Daniel Mueller, an infectious disease specialist at Temple University's Lewis Katz School of Medicine, said, "Most people will clear the viruses on their own over time."
He recognizes that patients seeking treatment at urgent care centers for viral pneumonia, bronchitis, and the flu are desperate for relief. Medical staff should acknowledge that suffering, offer care for symptoms such as coughing and pain, and explain why ineffective prescriptions won't help, Mueller said.
"It takes time to have that conversation and to empathize with them," Mueller said. "It can be very difficult — on both the patient and physician's side."
Kelly Zabriskie, infection control director at Thomas Jefferson University Hospital, believes part of the problem may be psychological.

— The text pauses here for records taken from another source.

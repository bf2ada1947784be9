//! Persistent key-value store behind every slot.
//!
//! # Responsibility
//! - Define the synchronous string-keyed store contract slots read and write.
//! - Report persistence failures explicitly so callers never diverge from
//!   what is actually stored.
//!
//! # Invariants
//! - Keys are non-empty after trimming; implementations store trimmed keys.
//! - Removing an absent key succeeds.

use crate::db::DbError;
use std::error::Error;
use std::fmt::{Display, Formatter};

pub mod memory_store;
pub mod sqlite_store;

pub use memory_store::MemoryKvStore;
pub use sqlite_store::SqliteKvStore;

pub type StoreResult<T> = Result<T, StoreError>;

/// Persistence failure reported by a `KvStore` implementation.
#[derive(Debug)]
pub enum StoreError {
    Db(DbError),
    InvalidKey(String),
    /// Host refused access (read-only store, poisoned lock, quota).
    Unavailable(String),
}

impl StoreError {
    /// Stable machine-readable code for logs and FFI envelopes.
    pub fn code(&self) -> &'static str {
        match self {
            Self::Db(_) => "store_db_error",
            Self::InvalidKey(_) => "store_invalid_key",
            Self::Unavailable(_) => "store_unavailable",
        }
    }
}

impl Display for StoreError {
    fn fmt(&self, f: &mut Formatter<'_>) -> std::fmt::Result {
        match self {
            Self::Db(err) => write!(f, "{err}"),
            Self::InvalidKey(key) => write!(f, "invalid store key: `{key}`"),
            Self::Unavailable(reason) => write!(f, "store unavailable: {reason}"),
        }
    }
}

impl Error for StoreError {
    fn source(&self) -> Option<&(dyn Error + 'static)> {
        match self {
            Self::Db(err) => Some(err),
            Self::InvalidKey(_) | Self::Unavailable(_) => None,
        }
    }
}

impl From<DbError> for StoreError {
    fn from(value: DbError) -> Self {
        Self::Db(value)
    }
}

impl From<rusqlite::Error> for StoreError {
    fn from(value: rusqlite::Error) -> Self {
        Self::Db(DbError::Sqlite(value))
    }
}

/// Client-local, restart-surviving string store.
///
/// All calls are synchronous and bounded; no implementation may suspend on
/// remote I/O.
pub trait KvStore: Send + Sync {
    fn get(&self, key: &str) -> StoreResult<Option<String>>;
    fn set(&self, key: &str, value: &str) -> StoreResult<()>;
    fn remove(&self, key: &str) -> StoreResult<()>;
}

/// Validates one store key and returns its trimmed form.
pub fn normalize_key(key: &str) -> StoreResult<&str> {
    let trimmed = key.trim();
    if trimmed.is_empty() {
        return Err(StoreError::InvalidKey(key.to_string()));
    }
    Ok(trimmed)
}

#[cfg(test)]
mod tests {
    use super::{normalize_key, StoreError};

    #[test]
    fn normalize_key_trims_surrounding_whitespace() {
        assert_eq!(normalize_key("  branch ").expect("valid key"), "branch");
    }

    #[test]
    fn normalize_key_rejects_blank_values() {
        let err = normalize_key("   ").expect_err("blank key must be rejected");
        assert!(matches!(err, StoreError::InvalidKey(_)));
        assert_eq!(err.code(), "store_invalid_key");
    }
}
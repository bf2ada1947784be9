//! One running application session: a store plus its shared-cell registry.
//!
//! # Invariants
//! - Shared slots opened through one `Session` resolve from the store once
//!   per registration; later opens return the live cell untouched.
//! - Private slots resolve from the store on every open.
//! - `teardown` releases every shared cell; writes through handles opened
//!   before it fail with `SlotError::Released`.

use super::{
    resolve_initial, PersistedSlot, SlotCell, SlotDef, SlotRegistry, SlotResult, SlotScope,
    SlotValue,
};
use crate::logging::SlotEvent;
use crate::store::{KvStore, MemoryKvStore};
use log::info;
use std::sync::Arc;

/// Binds one persistent store to one slot registry.
pub struct Session {
    store: Arc<dyn KvStore>,
    registry: SlotRegistry,
}

impl Session {
    pub fn new(store: Arc<dyn KvStore>) -> Self {
        Self {
            store,
            registry: SlotRegistry::new(),
        }
    }

    /// Session over a fresh in-memory store.
    pub fn in_memory() -> Self {
        Self::new(Arc::new(MemoryKvStore::new()))
    }

    pub fn store(&self) -> &Arc<dyn KvStore> {
        &self.store
    }

    pub fn registry(&self) -> &SlotRegistry {
        &self.registry
    }

    /// Opens `def` according to its declared scope.
    pub fn open<T: SlotValue>(&self, def: &SlotDef<T>) -> SlotResult<PersistedSlot<T>> {
        match def.scope() {
            SlotScope::Shared => self.open_shared(def),
            SlotScope::Private => self.open_private(def),
        }
    }

    /// Opens `def` as a session singleton.
    ///
    /// The first open seeds the cell from the store; later opens return the
    /// existing cell even if the store has changed underneath.
    pub fn open_shared<T: SlotValue>(&self, def: &SlotDef<T>) -> SlotResult<PersistedSlot<T>> {
        let def = def.with_scope(SlotScope::Shared);
        let cell = self.registry.shared_cell(def.name(), || -> SlotResult<SlotCell<T>> {
            let resolved = resolve_initial(self.store.as_ref(), &def)?;
            info!(
                "{}",
                SlotEvent::new("open", def.name())
                    .field("scope", def.scope().as_str())
                    .field("origin", resolved.origin.as_str())
            );
            Ok(SlotCell::new(resolved.value, resolved.origin))
        })?;
        Ok(PersistedSlot::new(def, Arc::clone(&self.store), cell))
    }

    /// Opens `def` with a private cell seeded from the store.
    pub fn open_private<T: SlotValue>(&self, def: &SlotDef<T>) -> SlotResult<PersistedSlot<T>> {
        let def = def.with_scope(SlotScope::Private);
        let resolved = resolve_initial(self.store.as_ref(), &def)?;
        info!(
            "{}",
            SlotEvent::new("open", def.name())
                .field("scope", def.scope().as_str())
                .field("origin", resolved.origin.as_str())
        );
        let cell = Arc::new(SlotCell::new(resolved.value, resolved.origin));
        Ok(PersistedSlot::new(def, Arc::clone(&self.store), cell))
    }

    /// Ends the session: drops and releases every shared registration.
    ///
    /// Stored entries are kept. Handles opened before teardown keep their
    /// last value but reject writes with `SlotError::Released`.
    pub fn teardown(&self) {
        let released = self.registry.clear();
        info!("event=session_teardown module=slot status=ok released={released}");
    }
}
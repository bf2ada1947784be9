//! SQLite bootstrap for the persistent slot store.
//!
//! # Responsibility
//! - Open and configure SQLite connections backing `SqliteKvStore`.
//! - Apply storage-table migrations before any slot read or write.
//!
//! # Invariants
//! - Schema version is tracked via `PRAGMA user_version`.
//! - A database written by a newer binary is refused, never downgraded.

use std::error::Error;
use std::fmt::{Display, Formatter};

pub mod migrations;
mod open;

pub use open::{open_db, open_db_in_memory};

pub type DbResult<T> = Result<T, DbError>;

#[derive(Debug)]
pub enum DbError {
    Sqlite(rusqlite::Error),
    UnsupportedSchemaVersion {
        db_version: u32,
        latest_supported: u32,
    },
}

impl Display for DbError {
    fn fmt(&self, f: &mut Formatter<'_>) -> std::fmt::Result {
        match self {
            Self::Sqlite(err) => write!(f, "sqlite error: {err}"),
            Self::UnsupportedSchemaVersion {
                db_version,
                latest_supported,
            } => write!(
                f,
                "state store schema version {db_version} is newer than supported {latest_supported}"
            ),
        }
    }
}

impl Error for DbError {
    fn source(&self) -> Option<&(dyn Error + 'static)> {
        match self {
            Self::Sqlite(err) => Some(err),
            Self::UnsupportedSchemaVersion { .. } => None,
        }
    }
}

impl From<rusqlite::Error> for DbError {
    fn from(value: rusqlite::Error) -> Self {
        Self::Sqlite(value)
    }
}
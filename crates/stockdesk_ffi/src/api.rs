//! FFI state API for Flutter-facing calls.
//!
//! # Responsibility
//! - Expose slot get/set/clear and the route guard to Dart via FRB.
//! - Own the one process-wide `Session` the UI shares.
//!
//! # Invariants
//! - Exported functions must not panic across the FFI boundary.
//! - Errors are reported in envelopes (`ok=false` + message), never thrown.
//! - The state database path is fixed once the session is first used.

use log::warn;
use once_cell::sync::OnceCell;
use std::path::PathBuf;
use std::sync::{Arc, OnceLock};
use stockdesk_core::slot::SlotValue;
use stockdesk_core::{
    core_version as core_version_inner, init_logging as init_logging_inner, logout,
    open_api_url, open_branch, open_lsu, open_user, open_warehouse, ping as ping_inner, Branch,
    CoreConfig, Permissions, PersistedSlot, RouteDecision, RouteGuard, Session, SlotResult,
    SqliteKvStore, UserProfile, Warehouse,
};

static STATE_DB_PATH: OnceLock<PathBuf> = OnceLock::new();
static SESSION: OnceCell<Session> = OnceCell::new();

/// Minimal health-check API for FRB smoke integration.
///
/// # FFI contract
/// - Sync call, non-blocking.
/// - Never throws; always returns a UTF-8 string.
#[flutter_rust_bridge::frb(sync)]
pub fn ping() -> String {
    ping_inner().to_owned()
}

/// Expose core crate version through FFI.
#[flutter_rust_bridge::frb(sync)]
pub fn core_version() -> String {
    core_version_inner().to_owned()
}

/// Initializes Rust core logging once per process.
///
/// Returns an empty string on success and the error message otherwise.
/// Repeating the same `level + log_dir` is accepted; changing either is not.
#[flutter_rust_bridge::frb(sync)]
pub fn init_logging(level: String, log_dir: String) -> String {
    match init_logging_inner(level.as_str(), log_dir.as_str()) {
        Ok(()) => String::new(),
        Err(err) => err,
    }
}

/// Pins the state database path before the first state call.
///
/// Returns an empty string on success. Fails once a path is already fixed,
/// including the default one resolved by an earlier state call.
#[flutter_rust_bridge::frb(sync)]
pub fn configure_state_db_path(path: String) -> String {
    let trimmed = path.trim();
    if trimmed.is_empty() {
        return "state db path cannot be empty".to_string();
    }
    match STATE_DB_PATH.set(PathBuf::from(trimmed)) {
        Ok(()) => String::new(),
        Err(_) => format!(
            "state db path already fixed at `{}`",
            resolve_state_db_path().display()
        ),
    }
}

/// Generic mutation envelope.
#[derive(Debug, Clone, PartialEq, Eq)]
pub struct StateActionResponse {
    pub ok: bool,
    pub message: String,
}

impl StateActionResponse {
    fn from_result(action: &str, result: Result<(), String>) -> Self {
        match result {
            Ok(()) => Self {
                ok: true,
                message: format!("{action} ok."),
            },
            Err(err) => Self {
                ok: false,
                message: format!("{action} failed: {err}"),
            },
        }
    }
}

/// Branch or warehouse selection. `id == 0` means none selected.
#[derive(Debug, Clone, PartialEq, Eq)]
pub struct SelectionItem {
    pub id: i64,
    pub label: String,
}

#[derive(Debug, Clone, PartialEq, Eq)]
pub struct SelectionResponse {
    pub ok: bool,
    pub item: Option<SelectionItem>,
    pub message: String,
}

#[derive(Debug, Clone, PartialEq, Eq)]
pub struct UserItem {
    pub id: i64,
    pub name: String,
    pub role: String,
    /// JSON object, `{"all":false}` when nothing was granted.
    pub permissions_json: String,
}

#[derive(Debug, Clone, PartialEq, Eq)]
pub struct UserResponse {
    pub ok: bool,
    pub item: Option<UserItem>,
    pub message: String,
}

#[derive(Debug, Clone, PartialEq, Eq)]
pub struct TextResponse {
    pub ok: bool,
    pub value: Option<String>,
    pub message: String,
}

#[derive(Debug, Clone, PartialEq, Eq)]
pub struct RouteGuardResponse {
    pub ok: bool,
    /// Target route when the navigation must be redirected.
    pub redirect_to: Option<String>,
    pub message: String,
}

#[flutter_rust_bridge::frb(sync)]
pub fn state_get_branch() -> SelectionResponse {
    selection_response(read_slot(open_branch, |branch| SelectionItem {
        id: branch.id,
        label: branch.label,
    }))
}

#[flutter_rust_bridge::frb(sync)]
pub fn state_set_branch(id: i64, label: String) -> StateActionResponse {
    let branch = Branch::new(id, label.trim());
    StateActionResponse::from_result("state_set_branch", write_slot(open_branch, Some(branch)))
}

#[flutter_rust_bridge::frb(sync)]
pub fn state_clear_branch() -> StateActionResponse {
    StateActionResponse::from_result("state_clear_branch", write_slot(open_branch, None))
}

#[flutter_rust_bridge::frb(sync)]
pub fn state_get_warehouse() -> SelectionResponse {
    selection_response(read_slot(open_warehouse, |wh| SelectionItem {
        id: wh.id,
        label: wh.label,
    }))
}

#[flutter_rust_bridge::frb(sync)]
pub fn state_set_warehouse(id: i64, label: String) -> StateActionResponse {
    let warehouse = Warehouse::new(id, label.trim());
    StateActionResponse::from_result(
        "state_set_warehouse",
        write_slot(open_warehouse, Some(warehouse)),
    )
}

#[flutter_rust_bridge::frb(sync)]
pub fn state_clear_warehouse() -> StateActionResponse {
    StateActionResponse::from_result("state_clear_warehouse", write_slot(open_warehouse, None))
}

#[flutter_rust_bridge::frb(sync)]
pub fn state_get_user() -> UserResponse {
    match read_slot(open_user, to_user_item) {
        Ok(item) => UserResponse {
            ok: true,
            item: Some(item),
            message: String::new(),
        },
        Err(err) => UserResponse {
            ok: false,
            item: None,
            message: format!("state_get_user failed: {err}"),
        },
    }
}

/// Stores the signed-in user.
///
/// `permissions_json` may be empty for "no access"; otherwise it must be a
/// JSON object.
#[flutter_rust_bridge::frb(sync)]
pub fn state_set_user(
    id: i64,
    name: String,
    role: String,
    permissions_json: String,
) -> StateActionResponse {
    let result = parse_permissions(&permissions_json).and_then(|permissions| {
        let profile =
            UserProfile::new(id, name.trim(), role.trim()).with_permissions(permissions);
        write_slot(open_user, Some(profile))
    });
    StateActionResponse::from_result("state_set_user", result)
}

/// Signs the user out. Shared slots stay registered and branch and
/// warehouse selections stay persisted.
#[flutter_rust_bridge::frb(sync)]
pub fn state_logout() -> StateActionResponse {
    let result = with_session(|session| logout(session).map_err(|err| err.to_string()));
    StateActionResponse::from_result("state_logout", result)
}

#[flutter_rust_bridge::frb(sync)]
pub fn state_get_api_url() -> TextResponse {
    text_response("state_get_api_url", read_slot(open_api_url, |url| url))
}

#[flutter_rust_bridge::frb(sync)]
pub fn state_set_api_url(url: String) -> StateActionResponse {
    let url = url.trim().to_string();
    let value = (!url.is_empty()).then_some(url);
    StateActionResponse::from_result("state_set_api_url", write_slot(open_api_url, value))
}

#[flutter_rust_bridge::frb(sync)]
pub fn state_get_lsu() -> TextResponse {
    text_response("state_get_lsu", read_slot(open_lsu, |lsu| lsu))
}

/// Stores the LSU text; an empty string clears it.
#[flutter_rust_bridge::frb(sync)]
pub fn state_set_lsu(value: String) -> StateActionResponse {
    let value = (!value.is_empty()).then_some(value);
    StateActionResponse::from_result("state_set_lsu", write_slot(open_lsu, value))
}

/// Evaluates the landing-page guard for one navigation.
#[flutter_rust_bridge::frb(sync)]
pub fn route_guard_evaluate(from: String, to: String) -> RouteGuardResponse {
    let result = with_session(|session| {
        RouteGuard::default()
            .evaluate(&from, &to, session.store().as_ref())
            .map_err(|err| err.to_string())
    });
    match result {
        Ok(RouteDecision::Redirect(target)) => RouteGuardResponse {
            ok: true,
            redirect_to: Some(target),
            message: String::new(),
        },
        Ok(RouteDecision::Proceed) => RouteGuardResponse {
            ok: true,
            redirect_to: None,
            message: String::new(),
        },
        Err(err) => RouteGuardResponse {
            ok: false,
            redirect_to: None,
            message: format!("route_guard_evaluate failed: {err}"),
        },
    }
}

fn resolve_state_db_path() -> PathBuf {
    STATE_DB_PATH
        .get_or_init(|| CoreConfig::from_env().db_path)
        .clone()
}

fn with_session<R>(f: impl FnOnce(&Session) -> Result<R, String>) -> Result<R, String> {
    let session = SESSION.get_or_try_init(|| {
        let path = resolve_state_db_path();
        SqliteKvStore::open(&path)
            .map(|store| Session::new(Arc::new(store)))
            .map_err(|err| {
                warn!("event=ffi_session_open module=ffi status=error error={err}");
                format!("state DB open failed: {err}")
            })
    })?;
    f(session)
}

fn read_slot<T, R>(
    open: fn(&Session) -> SlotResult<PersistedSlot<T>>,
    map: impl FnOnce(T) -> R,
) -> Result<R, String>
where
    T: SlotValue,
{
    with_session(|session| {
        let slot = open(session).map_err(|err| err.to_string())?;
        Ok(map(slot.get()))
    })
}

fn write_slot<T>(
    open: fn(&Session) -> SlotResult<PersistedSlot<T>>,
    value: Option<T>,
) -> Result<(), String>
where
    T: SlotValue,
{
    with_session(|session| {
        open(session)
            .and_then(|slot| slot.set(value))
            .map_err(|err| err.to_string())
    })
}

fn selection_response(result: Result<SelectionItem, String>) -> SelectionResponse {
    match result {
        Ok(item) => SelectionResponse {
            ok: true,
            item: Some(item),
            message: String::new(),
        },
        Err(err) => SelectionResponse {
            ok: false,
            item: None,
            message: format!("selection read failed: {err}"),
        },
    }
}

fn text_response(action: &str, result: Result<String, String>) -> TextResponse {
    match result {
        Ok(value) => TextResponse {
            ok: true,
            value: Some(value),
            message: String::new(),
        },
        Err(err) => TextResponse {
            ok: false,
            value: None,
            message: format!("{action} failed: {err}"),
        },
    }
}

fn parse_permissions(raw: &str) -> Result<Permissions, String> {
    let trimmed = raw.trim();
    if trimmed.is_empty() {
        return Ok(Permissions::no_access());
    }
    serde_json::from_str(trimmed).map_err(|err| format!("invalid permissions_json: {err}"))
}

fn to_user_item(profile: UserProfile) -> UserItem {
    let permissions_json =
        serde_json::to_string(&profile.permissions).unwrap_or_else(|_| "{\"all\":false}".into());
    UserItem {
        id: profile.id,
        name: profile.name,
        role: profile.role,
        permissions_json,
    }
}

"Patients going to an urgent care expect to leave with something in order to justify their visit and money spent," she said. "This leads to overprescribing to satisfy patients."
The misuse of antibiotics poses a serious public health threat.
"Antibiotics are a really unique class of medication because the more you use [them], the less likely they are to work in the future," Mueller said.
The loss of effective antibiotics is "a major concern," Mueller said, both for individual patients and for the population at large. "Antibiotics are one of the best discoveries in modern medicine. But you have to be careful, because the bacteria are smart, too, and they can overcome."
Antibiotics only work on vulnerable bacteria. When antibiotics are inappropriately prescribed — to fight a viral infection like the flu, for example — our microbes adapt, which can render them invulnerable to future applications of the drug. Deadly drug-resistant "superbugs," such as MRSA, are already stalking some U.S. hospitals because of widespread antibiotic misuse.
In recent years, hospitals have been required to develop "antibiotic stewardship" programs as part of their accreditation. Such programs, said Mueller, protect patients from the harmful side effects of antibiotics, including stomach cramping and nausea.
Stewardship programs also help ensure the long-term effectiveness of antibiotics. How long can a given antibiotic remain effective? "It depends on how careful we are," Mueller said.
Antibiotic stewardship is relatively new and "still something that's growing," Mueller said. Over time, it will expand into more outpatient settings, such as urgent care and retail health clinics.
The study examined health-care claims from the Truven Health MarketScan Commercial Claims and Encounters Database, which includes nationwide data for patients under 65 with employer-sponsored insurance. The study did not include data from Medicare, Medicaid, or uninsured patients.